So Sunday night I didn't answer the phone.
No surprise to anyone, really, because I didn't really talk to anyone all during Thanksgiving Break.
Maybe I was still dealing with Beth's suicide, maybe I was tired, who knows.
I just know I sat still in a shadow, unreachable.
I didn't answer the phone when my brother called.
He and I love each other alot. Very much.
We love each other in the "only need to talk once or twice a year" kind of way.
The last time we spoke on the phone was when my dad was in the hospital back in June.
I didn't answer the phone because I just knew it was something not so good.
Finally someone got through to me.
Abuela was in the hospital.
Cardiac ICU.
No, don't come down yet.
Just stay in Tallahassee, wait.
Great. So I did stay here.
And I made up my own rules.
If I couldn't go down there, then no one could call me with bad news.

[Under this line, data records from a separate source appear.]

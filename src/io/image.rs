//! PNG export of the board as colored tile squares

use std::path::Path;

use image::{ImageBuffer, Rgba};

use crate::io::error::{GameError, Result, invalid_parameter};
use crate::render::board::BoardView;
use crate::render::palette::{BOARD_COLOR, hex_to_rgb};
use crate::spatial::Grid;

fn rgba(hex: &str) -> Rgba<u8> {
    let [r, g, b] = hex_to_rgb(hex);
    Rgba([r, g, b, 255])
}

/// Edge length in pixels of a snapshot for a board of `board_size`
///
/// Returns `None` when the extent does not fit in a `u32`.
pub const fn snapshot_extent(board_size: u32, tile_px: u32, gap_px: u32) -> Option<u32> {
    let Some(tiles) = board_size.checked_mul(tile_px) else {
        return None;
    };
    let Some(gaps) = board_size.saturating_add(1).checked_mul(gap_px) else {
        return None;
    };
    tiles.checked_add(gaps)
}

/// Export the board as a PNG image
///
/// Each cell is drawn as a `tile_px` square in its palette color over the
/// board background, with `gap_px` between cells and around the edge. Labels
/// are not drawn.
///
/// # Errors
///
/// Returns an error if:
/// - `tile_px` is zero
/// - The snapshot extent overflows a `u32`
/// - The parent directory cannot be created
/// - The image cannot be saved to the specified path
pub fn export_board_as_png(
    grid: &Grid,
    output_path: &Path,
    tile_px: u32,
    gap_px: u32,
) -> Result<()> {
    if tile_px == 0 {
        return Err(invalid_parameter("tile_px", &tile_px, &"must be positive"));
    }

    let view = BoardView::from_grid(grid);
    let board_size = u32::try_from(view.size)
        .map_err(|e| invalid_parameter("board_size", &view.size, &e))?;
    let extent = snapshot_extent(board_size, tile_px, gap_px).ok_or_else(|| {
        invalid_parameter(
            "tile_px",
            &format!("{tile_px} (gap {gap_px})"),
            &"snapshot extent overflows u32",
        )
    })?;

    let mut img = ImageBuffer::from_pixel(extent, extent, rgba(BOARD_COLOR));

    // Offsets stay below `extent`, which fit in a u32
    for tile in &view.tiles {
        let color = rgba(tile.background);
        let left = gap_px + tile.col as u32 * (tile_px + gap_px);
        let top = gap_px + tile.row as u32 * (tile_px + gap_px);

        for y in top..top + tile_px {
            for x in left..left + tile_px {
                img.put_pixel(x, y, color);
            }
        }
    }

    if let Some(parent) = output_path.parent().filter(|p| !p.as_os_str().is_empty()) {
        std::fs::create_dir_all(parent).map_err(|e| GameError::FileSystem {
            path: parent.to_path_buf(),
            operation: "create directory",
            source: e,
        })?;
    }

    img.save(output_path).map_err(|e| GameError::ImageExport {
        path: output_path.to_path_buf(),
        source: e,
    })?;

    tracing::info!(path = %output_path.display(), "exported board snapshot");
    Ok(())
}
//! Command-line interface for starting an interactive game

use std::path::PathBuf;

use clap::Parser;
use rand::SeedableRng;
use rand::rngs::StdRng;

use crate::input::gesture::DragTracker;
use crate::io::configuration::{
    DEFAULT_BOARD_SIZE, MAX_BOARD_SIZE, MIN_BOARD_SIZE, SNAPSHOT_GAP_PX, SNAPSHOT_TILE_PX,
    TERMINAL_DRAG_DEAD_ZONE,
};
use crate::io::error::Result;
use crate::io::image::export_board_as_png;
use crate::io::terminal;
use crate::session::game::GameSession;

fn parse_board_size(value: &str) -> std::result::Result<usize, String> {
    let size: usize = value
        .parse()
        .map_err(|e| format!("'{value}' is not a board size: {e}"))?;
    if (MIN_BOARD_SIZE..=MAX_BOARD_SIZE).contains(&size) {
        Ok(size)
    } else {
        Err(format!(
            "board size must be between {MIN_BOARD_SIZE} and {MAX_BOARD_SIZE}"
        ))
    }
}

#[derive(Parser, Debug)]
#[command(name = "tilemerge")]
#[command(author, version, about = "Slide and merge power-of-two tiles")]
/// Command-line arguments for the game
pub struct Cli {
    /// Starting board size
    #[arg(short, long, default_value_t = DEFAULT_BOARD_SIZE, value_parser = parse_board_size)]
    pub size: usize,

    /// Random seed for a reproducible tile sequence
    #[arg(long)]
    pub seed: Option<u64>,

    /// Mouse drag dead zone in terminal cells
    #[arg(short, long, default_value_t = TERMINAL_DRAG_DEAD_ZONE)]
    pub dead_zone: f64,

    /// Write a PNG of the final board on exit
    #[arg(long, value_name = "PATH")]
    pub snapshot: Option<PathBuf>,

    /// Write logs to this file instead of stderr
    #[arg(long, value_name = "PATH")]
    pub log_file: Option<PathBuf>,
}

impl Cli {
    /// Build the session described by the arguments
    ///
    /// Without `--seed` the tile sequence is seeded from the operating system.
    ///
    /// # Errors
    ///
    /// Returns an error if the board size is out of range
    pub fn session(&self) -> Result<GameSession<StdRng>> {
        match self.seed {
            Some(seed) => GameSession::from_seed(self.size, seed),
            None => GameSession::new(self.size, StdRng::from_os_rng()),
        }
    }

    /// Build the drag tracker described by the arguments
    ///
    /// # Errors
    ///
    /// Returns an error if the dead zone is negative or not finite
    pub fn drag_tracker(&self) -> Result<DragTracker> {
        DragTracker::new(self.dead_zone)
    }
}

/// Runs one interactive game from parsed arguments
pub struct GameRunner {
    cli: Cli,
}

impl GameRunner {
    /// Create a runner for the given arguments
    pub const fn new(cli: Cli) -> Self {
        Self { cli }
    }

    /// Play until the player quits, then write the snapshot if requested
    ///
    /// # Errors
    ///
    /// Returns an error if session setup, the terminal, or snapshot export fails
    pub fn run(&self) -> Result<()> {
        let session = self.cli.session()?;
        let drag = self.cli.drag_tracker()?;

        let session = terminal::run(session, drag)?;
        tracing::info!(
            score = session.score(),
            max_tile = session.grid().max_tile(),
            "session ended"
        );

        if let Some(path) = &self.cli.snapshot {
            export_board_as_png(session.grid(), path, SNAPSHOT_TILE_PX, SNAPSHOT_GAP_PX)?;
        }

        Ok(())
    }
}
//! Tests for slide directions and line traversal

#[cfg(test)]
mod tests {
    use tilemerge::spatial::Direction;

    // Tests every direction starts its lines at the edge it slides toward
    // Verified by reversing the lead position for negative vectors
    #[test]
    fn test_line_cells_start_at_leading_edge() {
        let cells = |direction: Direction| direction.line_cells(4, 1).collect::<Vec<_>>();

        assert_eq!(cells(Direction::Left), vec![[1, 0], [1, 1], [1, 2], [1, 3]]);
        assert_eq!(cells(Direction::Right), vec![[1, 3], [1, 2], [1, 1], [1, 0]]);
        assert_eq!(cells(Direction::Up), vec![[0, 1], [1, 1], [2, 1], [3, 1]]);
        assert_eq!(cells(Direction::Down), vec![[3, 1], [2, 1], [1, 1], [0, 1]]);
    }

    // Tests vectors are unit steps on exactly one axis
    #[test]
    fn test_vectors() {
        for direction in Direction::ALL {
            let [dr, dc] = direction.vector();
            assert_eq!(dr.abs() + dc.abs(), 1);
            assert_eq!(direction.is_horizontal(), dr == 0);
        }
    }

    // Tests names parse back to their direction
    #[test]
    fn test_names_round_trip() {
        for direction in Direction::ALL {
            assert_eq!(direction.to_string().parse::<Direction>().unwrap(), direction);
        }
        assert_eq!(" UP ".parse::<Direction>().unwrap(), Direction::Up);
    }

    // Tests unknown names are rejected
    #[test]
    fn test_parse_unknown() {
        assert!("diagonal".parse::<Direction>().is_err());
        assert!("".parse::<Direction>().is_err());
    }
}
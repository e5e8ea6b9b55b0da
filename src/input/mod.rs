//! Input normalization
//!
//! Keyboard keys, swipe event names, and pointer drags all reduce to a
//! [`Command`].

/// Normalized player commands
pub mod command;
/// Swipe names and drag gestures
pub mod gesture;
/// Terminal key bindings
pub mod keyboard;

pub use command::Command;
pub use gesture::{DragTracker, classify_drag, parse_swipe};
pub use keyboard::map_key;
/// Command-line argument parsing and game runner
pub mod cli;
/// Game constants and defaults
pub mod configuration;
/// Error types and context helpers
pub mod error;
/// PNG board snapshots
pub mod image;
/// Tracing subscriber setup
pub mod logging;
/// Interactive terminal front end
pub mod terminal;
//! Whole-board moves built from the single-line compress

use crate::algorithm::compress::compress;
use crate::spatial::grid::Cell;
use crate::spatial::{Direction, Grid};

/// What a move did to the board
#[derive(Debug, Clone, Copy, PartialEq, Eq, Default)]
pub struct MoveOutcome {
    /// Whether any line changed
    pub moved: bool,
    /// Sum of merge values across all lines
    pub points: Cell,
}

/// Slide and merge every line of the board toward `direction`
///
/// Each row (horizontal moves) or column (vertical moves) is read edge-first,
/// compressed, and written back only if it changed.
pub fn apply_move(grid: &mut Grid, direction: Direction) -> MoveOutcome {
    let mut outcome = MoveOutcome::default();

    for index in 0..grid.size() {
        let line = grid.line(direction, index);
        let compressed = compress(&line);

        if compressed.changed_from(&line) {
            grid.set_line(direction, index, &compressed.line);
            outcome.moved = true;
            outcome.points = outcome.points.saturating_add(compressed.points);
        }
    }

    outcome
}

/// Whether sliding toward `direction` would change the board
pub fn can_move(grid: &Grid, direction: Direction) -> bool {
    (0..grid.size()).any(|index| {
        let line = grid.line(direction, index);
        compress(&line).changed_from(&line)
    })
}
//! Tests for the per-size snapshot cache

#[cfg(test)]
mod tests {
    use tilemerge::session::cache::{CacheStats, Snapshot, SnapshotCache};
    use tilemerge::spatial::Grid;

    fn snapshot(size: usize, score: u64) -> Snapshot {
        Snapshot::new(Grid::new(size).unwrap(), score)
    }

    // Tests stored snapshots come back unchanged and count as hits
    #[test]
    fn test_store_and_restore() {
        let mut cache = SnapshotCache::new();
        let grid = Grid::from_rows(&[[2, 4], [0, 8]]).unwrap();
        cache.store(2, Snapshot::new(grid.clone(), 12));

        let restored = cache.restore(2).unwrap();
        assert_eq!(restored.grid(), &grid);
        assert_eq!(restored.score(), 12);
        assert_eq!(cache.stats.hits, 1);

        // Restoring copies rather than removes
        assert!(cache.contains(2));
    }

    // Tests missing sizes count as misses
    #[test]
    fn test_restore_miss() {
        let mut cache = SnapshotCache::new();
        assert!(cache.restore(5).is_none());
        assert_eq!(
            cache.stats,
            CacheStats {
                hits: 0,
                misses: 1,
                evictions: 0,
            }
        );
    }

    // Tests storing twice keeps only the latest snapshot
    #[test]
    fn test_store_overwrites() {
        let mut cache = SnapshotCache::new();
        cache.store(4, snapshot(4, 10));
        cache.store(4, snapshot(4, 30));

        assert_eq!(cache.len(), 1);
        assert_eq!(cache.peek(4).map(Snapshot::score), Some(30));
    }

    // Tests eviction removes one size and reports whether it existed
    // Verified by counting evictions of absent sizes
    #[test]
    fn test_evict() {
        let mut cache = SnapshotCache::new();
        cache.store(3, snapshot(3, 0));
        cache.store(6, snapshot(6, 0));

        assert!(cache.evict(3));
        assert!(!cache.evict(3));
        assert_eq!(cache.stats.evictions, 1);
        assert_eq!(cache.sizes(), vec![6]);
    }

    // Tests peek leaves statistics alone
    #[test]
    fn test_peek_does_not_count() {
        let mut cache = SnapshotCache::new();
        cache.store(4, snapshot(4, 0));

        assert!(cache.peek(4).is_some());
        assert!(cache.peek(5).is_none());
        assert_eq!(cache.stats, CacheStats::default());
    }

    // Tests sizes come back sorted
    #[test]
    fn test_sizes_sorted() {
        let mut cache = SnapshotCache::new();
        assert!(cache.is_empty());
        for size in [8, 2, 5] {
            cache.store(size, snapshot(size, 0));
        }
        assert_eq!(cache.sizes(), vec![2, 5, 8]);
    }

    // Tests a snapshot splits into its parts
    #[test]
    fn test_into_parts() {
        let (grid, score) = snapshot(3, 44).into_parts();
        assert_eq!(grid.size(), 3);
        assert_eq!(score, 44);
    }
}
//! Tracing subscriber setup for the binary

use std::fs::File;
use std::path::Path;
use std::sync::Mutex;

use tracing_subscriber::EnvFilter;

use crate::io::configuration::DEFAULT_LOG_FILTER;
use crate::io::error::{GameError, Result};

/// Filter from `RUST_LOG`, falling back to `DEFAULT_LOG_FILTER`
pub fn env_filter() -> EnvFilter {
    EnvFilter::try_from_default_env().unwrap_or_else(|_| EnvFilter::new(DEFAULT_LOG_FILTER))
}

/// Install the global subscriber
///
/// Events go to `log_file` when given so they do not tear the alternate
/// screen; otherwise to stderr. A subscriber that is already installed is
/// left in place.
///
/// # Errors
///
/// Returns an error if the log file cannot be created
pub fn init_tracing(log_file: Option<&Path>) -> Result<()> {
    let builder = tracing_subscriber::fmt()
        .with_env_filter(env_filter())
        .with_target(true)
        .with_line_number(true)
        .compact();

    let installed = match log_file {
        Some(path) => {
            let file = File::create(path).map_err(|e| GameError::FileSystem {
                path: path.to_path_buf(),
                operation: "create log file",
                source: e,
            })?;
            builder
                .with_ansi(false)
                .with_writer(Mutex::new(file))
                .try_init()
        }
        None => builder.with_writer(std::io::stderr).try_init(),
    };

    if let Err(error) = installed {
        tracing::debug!(%error, "tracing subscriber already installed, keeping it");
    }

    Ok(())
}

Not until after 5pm, after teaching, after lecturing, after I was a grownup all day.
Then, of course, I'd be ready to handle it.
On Monday I threw on my lucky airport dress, and taught my AMH 2020 class then took a field trip to FSU to lecture on Teaching College History.
On my way home, I called my mom and talked to Abuela.
She sounded tired and distracted.
Of course, she's a celebrity in that hospital, probably getting foot rubs and extra morphine.
Lucky her.
I told her I loved her and that I'd see her when I drive down with the kids on December 18.
She laughed and told me I'd better bring down the keys, soon. She's ready to drive.
I think -- although I don't want to -- that I understood her, completely.